───── RECORDS PROVIDED ─────
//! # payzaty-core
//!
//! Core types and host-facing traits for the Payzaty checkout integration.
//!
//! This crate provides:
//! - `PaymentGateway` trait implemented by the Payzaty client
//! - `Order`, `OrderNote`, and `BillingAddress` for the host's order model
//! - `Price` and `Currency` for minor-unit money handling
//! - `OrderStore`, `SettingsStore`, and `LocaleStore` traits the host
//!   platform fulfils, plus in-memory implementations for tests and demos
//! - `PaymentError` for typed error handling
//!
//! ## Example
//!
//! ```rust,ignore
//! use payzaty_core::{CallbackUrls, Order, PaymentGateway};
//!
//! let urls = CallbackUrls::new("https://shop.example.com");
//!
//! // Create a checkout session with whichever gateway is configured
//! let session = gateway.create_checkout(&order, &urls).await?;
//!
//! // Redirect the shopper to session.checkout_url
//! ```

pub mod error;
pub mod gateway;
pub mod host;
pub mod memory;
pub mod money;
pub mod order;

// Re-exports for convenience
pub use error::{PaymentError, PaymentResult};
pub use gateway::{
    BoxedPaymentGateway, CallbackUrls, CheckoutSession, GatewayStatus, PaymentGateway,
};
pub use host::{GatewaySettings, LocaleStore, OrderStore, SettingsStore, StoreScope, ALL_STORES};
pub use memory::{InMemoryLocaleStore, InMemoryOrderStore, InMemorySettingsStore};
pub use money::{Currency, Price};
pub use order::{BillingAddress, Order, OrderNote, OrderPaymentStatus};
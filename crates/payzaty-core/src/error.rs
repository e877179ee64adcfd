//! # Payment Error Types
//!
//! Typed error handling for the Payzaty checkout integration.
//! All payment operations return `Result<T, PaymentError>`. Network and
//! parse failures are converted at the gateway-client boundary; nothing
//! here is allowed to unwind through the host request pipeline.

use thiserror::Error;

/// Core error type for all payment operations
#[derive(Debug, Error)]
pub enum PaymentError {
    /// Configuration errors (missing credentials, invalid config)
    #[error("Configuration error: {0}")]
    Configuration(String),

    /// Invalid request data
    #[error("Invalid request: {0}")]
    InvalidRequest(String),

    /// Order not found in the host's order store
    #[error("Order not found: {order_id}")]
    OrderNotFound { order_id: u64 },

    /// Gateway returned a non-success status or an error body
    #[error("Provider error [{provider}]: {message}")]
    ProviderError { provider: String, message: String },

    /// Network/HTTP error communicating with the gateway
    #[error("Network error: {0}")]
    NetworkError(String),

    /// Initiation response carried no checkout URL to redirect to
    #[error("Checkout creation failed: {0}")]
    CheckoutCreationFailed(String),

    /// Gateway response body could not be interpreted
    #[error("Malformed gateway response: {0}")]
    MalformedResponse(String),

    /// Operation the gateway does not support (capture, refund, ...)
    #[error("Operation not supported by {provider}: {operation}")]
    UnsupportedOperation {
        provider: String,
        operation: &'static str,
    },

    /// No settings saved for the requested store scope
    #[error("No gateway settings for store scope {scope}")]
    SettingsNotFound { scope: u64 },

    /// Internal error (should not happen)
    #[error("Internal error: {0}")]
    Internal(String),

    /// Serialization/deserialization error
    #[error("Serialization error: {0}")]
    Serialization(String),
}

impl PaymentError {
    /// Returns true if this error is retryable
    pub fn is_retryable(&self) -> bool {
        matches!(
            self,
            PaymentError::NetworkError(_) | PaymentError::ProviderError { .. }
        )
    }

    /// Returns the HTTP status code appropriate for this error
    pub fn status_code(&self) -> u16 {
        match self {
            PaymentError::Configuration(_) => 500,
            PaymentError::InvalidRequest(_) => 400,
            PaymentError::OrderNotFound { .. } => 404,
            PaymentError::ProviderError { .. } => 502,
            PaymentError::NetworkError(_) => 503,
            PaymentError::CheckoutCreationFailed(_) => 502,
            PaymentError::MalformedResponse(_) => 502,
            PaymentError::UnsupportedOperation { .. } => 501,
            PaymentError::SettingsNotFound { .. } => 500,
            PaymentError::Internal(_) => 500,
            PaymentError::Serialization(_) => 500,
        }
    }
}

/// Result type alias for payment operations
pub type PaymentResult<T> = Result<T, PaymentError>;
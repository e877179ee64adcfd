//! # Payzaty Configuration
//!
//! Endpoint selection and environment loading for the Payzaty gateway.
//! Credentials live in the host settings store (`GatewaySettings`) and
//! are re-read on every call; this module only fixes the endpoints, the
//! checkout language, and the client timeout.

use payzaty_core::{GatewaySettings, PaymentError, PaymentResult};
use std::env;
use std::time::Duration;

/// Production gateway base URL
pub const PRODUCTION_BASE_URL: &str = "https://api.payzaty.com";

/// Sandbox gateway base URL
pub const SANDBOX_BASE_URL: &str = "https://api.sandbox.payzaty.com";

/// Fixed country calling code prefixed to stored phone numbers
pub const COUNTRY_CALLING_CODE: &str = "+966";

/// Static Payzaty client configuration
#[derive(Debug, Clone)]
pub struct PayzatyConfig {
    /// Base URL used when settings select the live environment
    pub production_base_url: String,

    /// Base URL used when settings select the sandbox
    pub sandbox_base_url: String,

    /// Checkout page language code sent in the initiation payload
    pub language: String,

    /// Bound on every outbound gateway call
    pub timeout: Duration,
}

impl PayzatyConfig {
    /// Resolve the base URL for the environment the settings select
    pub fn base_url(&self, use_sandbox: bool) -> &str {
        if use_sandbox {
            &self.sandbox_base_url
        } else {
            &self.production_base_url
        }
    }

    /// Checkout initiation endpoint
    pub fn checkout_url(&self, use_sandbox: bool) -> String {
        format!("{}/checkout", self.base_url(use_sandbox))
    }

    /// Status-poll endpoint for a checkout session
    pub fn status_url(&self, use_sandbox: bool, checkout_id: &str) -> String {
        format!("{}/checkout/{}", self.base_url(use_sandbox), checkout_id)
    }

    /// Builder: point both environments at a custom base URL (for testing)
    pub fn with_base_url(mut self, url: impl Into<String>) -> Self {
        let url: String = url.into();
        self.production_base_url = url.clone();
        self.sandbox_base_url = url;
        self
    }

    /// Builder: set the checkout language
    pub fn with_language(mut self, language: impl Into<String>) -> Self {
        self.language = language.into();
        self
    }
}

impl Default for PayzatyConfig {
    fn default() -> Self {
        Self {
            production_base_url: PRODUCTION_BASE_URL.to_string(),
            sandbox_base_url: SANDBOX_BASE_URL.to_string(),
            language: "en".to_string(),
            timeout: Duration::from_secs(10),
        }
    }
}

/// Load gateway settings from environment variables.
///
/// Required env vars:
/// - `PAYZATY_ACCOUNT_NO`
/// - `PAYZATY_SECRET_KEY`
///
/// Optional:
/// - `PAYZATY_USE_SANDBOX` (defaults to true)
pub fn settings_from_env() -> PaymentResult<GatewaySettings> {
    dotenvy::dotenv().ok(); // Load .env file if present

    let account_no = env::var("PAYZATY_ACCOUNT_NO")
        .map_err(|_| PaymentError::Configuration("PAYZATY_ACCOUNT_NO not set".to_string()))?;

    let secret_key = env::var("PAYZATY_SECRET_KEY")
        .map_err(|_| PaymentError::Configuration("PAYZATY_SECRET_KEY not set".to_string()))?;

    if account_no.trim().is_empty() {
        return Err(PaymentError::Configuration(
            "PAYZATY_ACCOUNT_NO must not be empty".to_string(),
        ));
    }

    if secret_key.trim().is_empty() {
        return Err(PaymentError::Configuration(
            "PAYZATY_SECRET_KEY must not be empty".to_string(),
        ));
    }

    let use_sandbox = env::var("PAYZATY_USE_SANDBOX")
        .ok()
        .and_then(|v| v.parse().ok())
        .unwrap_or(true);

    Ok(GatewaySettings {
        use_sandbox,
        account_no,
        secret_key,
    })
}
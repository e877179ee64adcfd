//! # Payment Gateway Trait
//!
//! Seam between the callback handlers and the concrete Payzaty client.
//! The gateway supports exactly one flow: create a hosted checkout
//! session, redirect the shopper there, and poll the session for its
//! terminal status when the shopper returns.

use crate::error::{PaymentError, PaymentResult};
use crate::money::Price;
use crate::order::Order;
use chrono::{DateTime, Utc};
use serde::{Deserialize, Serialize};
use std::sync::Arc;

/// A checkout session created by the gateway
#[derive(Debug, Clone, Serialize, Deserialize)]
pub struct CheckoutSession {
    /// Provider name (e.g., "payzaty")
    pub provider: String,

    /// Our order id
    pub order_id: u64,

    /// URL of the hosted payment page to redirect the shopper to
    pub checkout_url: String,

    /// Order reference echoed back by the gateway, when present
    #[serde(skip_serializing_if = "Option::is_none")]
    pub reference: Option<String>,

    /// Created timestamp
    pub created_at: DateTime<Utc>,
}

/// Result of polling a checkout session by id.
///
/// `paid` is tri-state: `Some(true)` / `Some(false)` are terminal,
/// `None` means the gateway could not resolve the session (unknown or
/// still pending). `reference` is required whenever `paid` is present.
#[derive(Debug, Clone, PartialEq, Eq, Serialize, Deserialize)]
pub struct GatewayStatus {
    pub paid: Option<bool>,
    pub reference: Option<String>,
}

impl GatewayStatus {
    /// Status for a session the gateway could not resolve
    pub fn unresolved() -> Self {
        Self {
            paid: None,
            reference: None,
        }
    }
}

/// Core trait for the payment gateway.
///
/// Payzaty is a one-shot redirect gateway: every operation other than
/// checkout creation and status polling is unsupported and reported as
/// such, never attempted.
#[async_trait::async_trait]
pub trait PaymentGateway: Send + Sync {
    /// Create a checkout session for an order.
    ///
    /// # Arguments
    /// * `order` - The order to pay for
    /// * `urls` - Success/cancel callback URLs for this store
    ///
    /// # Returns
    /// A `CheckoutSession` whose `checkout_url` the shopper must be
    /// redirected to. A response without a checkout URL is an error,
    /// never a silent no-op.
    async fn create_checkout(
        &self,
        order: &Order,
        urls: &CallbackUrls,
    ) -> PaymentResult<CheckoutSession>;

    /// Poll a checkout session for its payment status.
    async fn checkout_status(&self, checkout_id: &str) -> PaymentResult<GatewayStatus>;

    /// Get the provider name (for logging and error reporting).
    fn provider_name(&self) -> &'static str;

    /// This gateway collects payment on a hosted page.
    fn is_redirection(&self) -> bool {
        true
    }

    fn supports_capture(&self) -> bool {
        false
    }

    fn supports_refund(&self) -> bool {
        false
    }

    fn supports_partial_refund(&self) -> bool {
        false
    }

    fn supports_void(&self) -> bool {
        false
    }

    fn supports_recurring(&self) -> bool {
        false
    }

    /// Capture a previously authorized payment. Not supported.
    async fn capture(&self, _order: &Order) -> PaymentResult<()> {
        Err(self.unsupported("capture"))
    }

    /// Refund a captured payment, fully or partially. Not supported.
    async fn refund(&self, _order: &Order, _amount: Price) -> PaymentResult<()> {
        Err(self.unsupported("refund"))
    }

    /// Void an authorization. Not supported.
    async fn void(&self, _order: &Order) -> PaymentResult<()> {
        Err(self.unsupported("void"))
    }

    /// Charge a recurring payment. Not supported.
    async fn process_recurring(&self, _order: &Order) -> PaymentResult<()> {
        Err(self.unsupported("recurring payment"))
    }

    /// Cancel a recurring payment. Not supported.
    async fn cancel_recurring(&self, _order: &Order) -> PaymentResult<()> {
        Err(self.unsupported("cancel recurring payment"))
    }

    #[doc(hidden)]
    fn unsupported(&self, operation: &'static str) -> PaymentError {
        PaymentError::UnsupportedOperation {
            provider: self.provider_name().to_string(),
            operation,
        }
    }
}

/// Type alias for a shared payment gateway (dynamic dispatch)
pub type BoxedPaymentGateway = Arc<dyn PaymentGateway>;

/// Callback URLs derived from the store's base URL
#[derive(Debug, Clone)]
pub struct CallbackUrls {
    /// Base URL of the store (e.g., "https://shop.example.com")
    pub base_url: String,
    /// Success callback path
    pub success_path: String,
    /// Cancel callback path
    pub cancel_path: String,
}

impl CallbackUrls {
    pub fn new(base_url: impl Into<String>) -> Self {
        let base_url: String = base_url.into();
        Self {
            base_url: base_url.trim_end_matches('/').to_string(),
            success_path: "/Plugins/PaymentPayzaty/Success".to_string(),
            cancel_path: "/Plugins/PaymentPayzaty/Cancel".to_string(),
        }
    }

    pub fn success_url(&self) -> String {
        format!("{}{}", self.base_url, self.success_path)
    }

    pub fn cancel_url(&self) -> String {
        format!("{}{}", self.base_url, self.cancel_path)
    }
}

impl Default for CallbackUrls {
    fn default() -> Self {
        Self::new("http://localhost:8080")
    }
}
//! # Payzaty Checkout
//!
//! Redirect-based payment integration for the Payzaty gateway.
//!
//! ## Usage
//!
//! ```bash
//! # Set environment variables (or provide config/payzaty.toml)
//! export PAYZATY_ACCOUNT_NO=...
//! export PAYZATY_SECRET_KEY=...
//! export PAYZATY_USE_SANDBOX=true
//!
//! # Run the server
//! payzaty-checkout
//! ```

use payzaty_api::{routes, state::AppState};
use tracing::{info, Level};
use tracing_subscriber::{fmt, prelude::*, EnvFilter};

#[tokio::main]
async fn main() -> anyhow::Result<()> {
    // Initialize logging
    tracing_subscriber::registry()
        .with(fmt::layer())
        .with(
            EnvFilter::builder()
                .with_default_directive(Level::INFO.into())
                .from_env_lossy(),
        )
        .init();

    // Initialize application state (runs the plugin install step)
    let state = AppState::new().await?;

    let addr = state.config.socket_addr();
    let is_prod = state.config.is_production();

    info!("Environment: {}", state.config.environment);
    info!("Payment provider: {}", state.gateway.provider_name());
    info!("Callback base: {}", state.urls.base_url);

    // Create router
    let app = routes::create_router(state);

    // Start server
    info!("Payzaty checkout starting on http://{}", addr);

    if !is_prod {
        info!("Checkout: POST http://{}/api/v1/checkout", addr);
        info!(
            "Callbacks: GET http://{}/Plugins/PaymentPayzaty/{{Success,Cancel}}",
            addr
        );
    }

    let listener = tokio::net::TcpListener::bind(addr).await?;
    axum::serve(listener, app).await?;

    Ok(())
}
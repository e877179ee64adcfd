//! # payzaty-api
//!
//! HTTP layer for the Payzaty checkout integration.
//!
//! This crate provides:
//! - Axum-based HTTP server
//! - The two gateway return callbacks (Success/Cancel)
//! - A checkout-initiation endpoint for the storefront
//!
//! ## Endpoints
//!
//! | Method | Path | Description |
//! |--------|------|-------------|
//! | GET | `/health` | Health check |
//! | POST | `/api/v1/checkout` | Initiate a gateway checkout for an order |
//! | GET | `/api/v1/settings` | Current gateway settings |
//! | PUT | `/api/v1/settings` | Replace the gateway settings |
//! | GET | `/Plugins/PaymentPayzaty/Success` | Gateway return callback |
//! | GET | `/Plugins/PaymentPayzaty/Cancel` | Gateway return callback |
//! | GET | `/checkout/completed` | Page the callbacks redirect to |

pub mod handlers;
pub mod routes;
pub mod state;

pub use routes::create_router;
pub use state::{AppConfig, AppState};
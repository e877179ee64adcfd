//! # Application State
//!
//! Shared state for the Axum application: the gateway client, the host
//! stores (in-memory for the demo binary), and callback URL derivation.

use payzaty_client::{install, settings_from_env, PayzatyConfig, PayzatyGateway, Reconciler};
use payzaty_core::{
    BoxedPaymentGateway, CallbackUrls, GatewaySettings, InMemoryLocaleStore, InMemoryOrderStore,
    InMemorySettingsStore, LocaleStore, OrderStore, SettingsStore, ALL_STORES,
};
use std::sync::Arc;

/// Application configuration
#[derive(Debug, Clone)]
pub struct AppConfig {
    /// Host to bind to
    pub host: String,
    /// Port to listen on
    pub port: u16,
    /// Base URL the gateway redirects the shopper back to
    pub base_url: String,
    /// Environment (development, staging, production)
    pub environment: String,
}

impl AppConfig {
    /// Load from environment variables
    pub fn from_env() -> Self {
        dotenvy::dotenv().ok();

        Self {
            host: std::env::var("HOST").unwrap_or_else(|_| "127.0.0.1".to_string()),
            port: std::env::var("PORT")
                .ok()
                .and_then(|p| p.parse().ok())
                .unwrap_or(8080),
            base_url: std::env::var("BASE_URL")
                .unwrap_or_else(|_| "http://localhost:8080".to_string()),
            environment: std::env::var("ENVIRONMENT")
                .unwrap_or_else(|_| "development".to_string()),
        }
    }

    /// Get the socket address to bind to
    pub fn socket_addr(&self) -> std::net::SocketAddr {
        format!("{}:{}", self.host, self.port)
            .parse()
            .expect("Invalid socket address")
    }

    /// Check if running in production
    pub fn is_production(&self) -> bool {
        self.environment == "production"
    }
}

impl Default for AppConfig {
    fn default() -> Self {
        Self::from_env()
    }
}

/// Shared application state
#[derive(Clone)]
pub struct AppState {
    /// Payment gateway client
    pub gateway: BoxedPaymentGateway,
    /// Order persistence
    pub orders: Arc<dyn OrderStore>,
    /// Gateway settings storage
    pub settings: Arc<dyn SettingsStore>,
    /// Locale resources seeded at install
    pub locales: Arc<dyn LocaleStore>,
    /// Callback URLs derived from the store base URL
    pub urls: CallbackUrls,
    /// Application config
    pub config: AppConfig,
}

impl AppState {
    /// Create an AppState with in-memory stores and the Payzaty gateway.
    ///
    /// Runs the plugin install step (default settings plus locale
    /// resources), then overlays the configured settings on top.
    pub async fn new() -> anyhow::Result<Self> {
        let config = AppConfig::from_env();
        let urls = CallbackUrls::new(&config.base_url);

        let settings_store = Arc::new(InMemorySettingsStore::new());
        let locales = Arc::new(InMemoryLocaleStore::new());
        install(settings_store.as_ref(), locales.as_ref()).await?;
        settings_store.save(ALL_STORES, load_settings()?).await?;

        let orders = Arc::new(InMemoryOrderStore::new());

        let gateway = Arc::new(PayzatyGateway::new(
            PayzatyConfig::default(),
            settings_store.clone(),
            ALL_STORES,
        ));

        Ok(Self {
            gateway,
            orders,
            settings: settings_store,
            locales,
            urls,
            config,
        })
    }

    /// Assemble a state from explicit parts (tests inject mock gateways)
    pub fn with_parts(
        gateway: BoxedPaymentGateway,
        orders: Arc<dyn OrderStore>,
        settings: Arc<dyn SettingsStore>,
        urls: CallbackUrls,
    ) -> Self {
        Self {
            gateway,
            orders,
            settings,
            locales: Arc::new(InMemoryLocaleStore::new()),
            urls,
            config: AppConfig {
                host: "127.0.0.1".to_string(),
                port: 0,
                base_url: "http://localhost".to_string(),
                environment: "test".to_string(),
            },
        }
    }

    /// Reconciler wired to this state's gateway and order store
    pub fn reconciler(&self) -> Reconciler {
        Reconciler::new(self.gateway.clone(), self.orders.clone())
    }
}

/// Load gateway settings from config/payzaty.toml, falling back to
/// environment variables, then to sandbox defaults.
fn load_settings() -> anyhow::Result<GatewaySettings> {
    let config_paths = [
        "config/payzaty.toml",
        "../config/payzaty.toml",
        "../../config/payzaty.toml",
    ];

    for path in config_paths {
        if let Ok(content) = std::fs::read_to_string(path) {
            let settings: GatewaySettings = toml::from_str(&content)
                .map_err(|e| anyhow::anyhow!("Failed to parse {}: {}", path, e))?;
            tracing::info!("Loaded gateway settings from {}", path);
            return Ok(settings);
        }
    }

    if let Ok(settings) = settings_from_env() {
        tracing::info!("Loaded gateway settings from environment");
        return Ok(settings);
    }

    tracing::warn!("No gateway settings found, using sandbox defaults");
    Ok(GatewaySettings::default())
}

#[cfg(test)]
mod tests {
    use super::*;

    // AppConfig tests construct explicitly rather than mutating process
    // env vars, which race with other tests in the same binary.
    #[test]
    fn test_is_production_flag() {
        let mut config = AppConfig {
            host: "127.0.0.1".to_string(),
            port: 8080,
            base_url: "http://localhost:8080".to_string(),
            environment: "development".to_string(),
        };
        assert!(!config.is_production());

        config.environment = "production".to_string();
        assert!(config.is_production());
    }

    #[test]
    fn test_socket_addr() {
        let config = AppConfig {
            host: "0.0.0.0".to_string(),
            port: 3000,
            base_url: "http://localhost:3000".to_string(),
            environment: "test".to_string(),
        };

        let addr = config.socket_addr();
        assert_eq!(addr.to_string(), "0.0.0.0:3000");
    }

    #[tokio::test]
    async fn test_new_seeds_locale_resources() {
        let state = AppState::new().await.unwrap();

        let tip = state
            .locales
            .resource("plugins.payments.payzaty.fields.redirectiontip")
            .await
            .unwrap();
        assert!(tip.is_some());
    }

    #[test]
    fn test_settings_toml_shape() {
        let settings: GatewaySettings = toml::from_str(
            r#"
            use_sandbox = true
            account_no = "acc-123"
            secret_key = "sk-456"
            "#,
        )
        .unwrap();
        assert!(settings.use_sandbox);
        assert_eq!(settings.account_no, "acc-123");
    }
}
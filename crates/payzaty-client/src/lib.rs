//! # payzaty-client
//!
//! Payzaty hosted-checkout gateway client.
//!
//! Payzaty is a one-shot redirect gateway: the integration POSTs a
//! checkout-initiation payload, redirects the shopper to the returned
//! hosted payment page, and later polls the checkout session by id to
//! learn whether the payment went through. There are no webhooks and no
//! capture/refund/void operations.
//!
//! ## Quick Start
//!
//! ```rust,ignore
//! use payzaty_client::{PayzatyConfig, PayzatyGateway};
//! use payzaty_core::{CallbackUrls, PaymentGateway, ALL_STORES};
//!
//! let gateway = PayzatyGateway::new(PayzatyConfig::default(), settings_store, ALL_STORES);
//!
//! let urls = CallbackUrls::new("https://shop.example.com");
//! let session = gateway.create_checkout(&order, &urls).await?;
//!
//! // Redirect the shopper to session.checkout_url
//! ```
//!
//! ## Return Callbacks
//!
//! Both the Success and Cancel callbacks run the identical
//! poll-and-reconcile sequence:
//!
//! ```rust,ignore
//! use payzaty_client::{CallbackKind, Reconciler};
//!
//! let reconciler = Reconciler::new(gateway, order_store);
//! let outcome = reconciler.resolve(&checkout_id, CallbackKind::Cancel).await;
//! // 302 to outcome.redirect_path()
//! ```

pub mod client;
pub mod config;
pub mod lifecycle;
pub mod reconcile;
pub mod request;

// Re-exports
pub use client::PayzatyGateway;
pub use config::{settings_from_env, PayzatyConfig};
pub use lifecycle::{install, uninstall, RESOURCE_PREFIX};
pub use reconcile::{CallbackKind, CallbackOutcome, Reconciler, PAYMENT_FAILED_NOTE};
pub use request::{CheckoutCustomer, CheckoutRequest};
─────
■ YOUR TASK ■
Whenever the word "alias" shows up in a line above, copy that line.

■ TASK OUTPUT ■
/// Result type alias for payment operations
/// Type alias for a shared payment gateway (dynamic dispatch)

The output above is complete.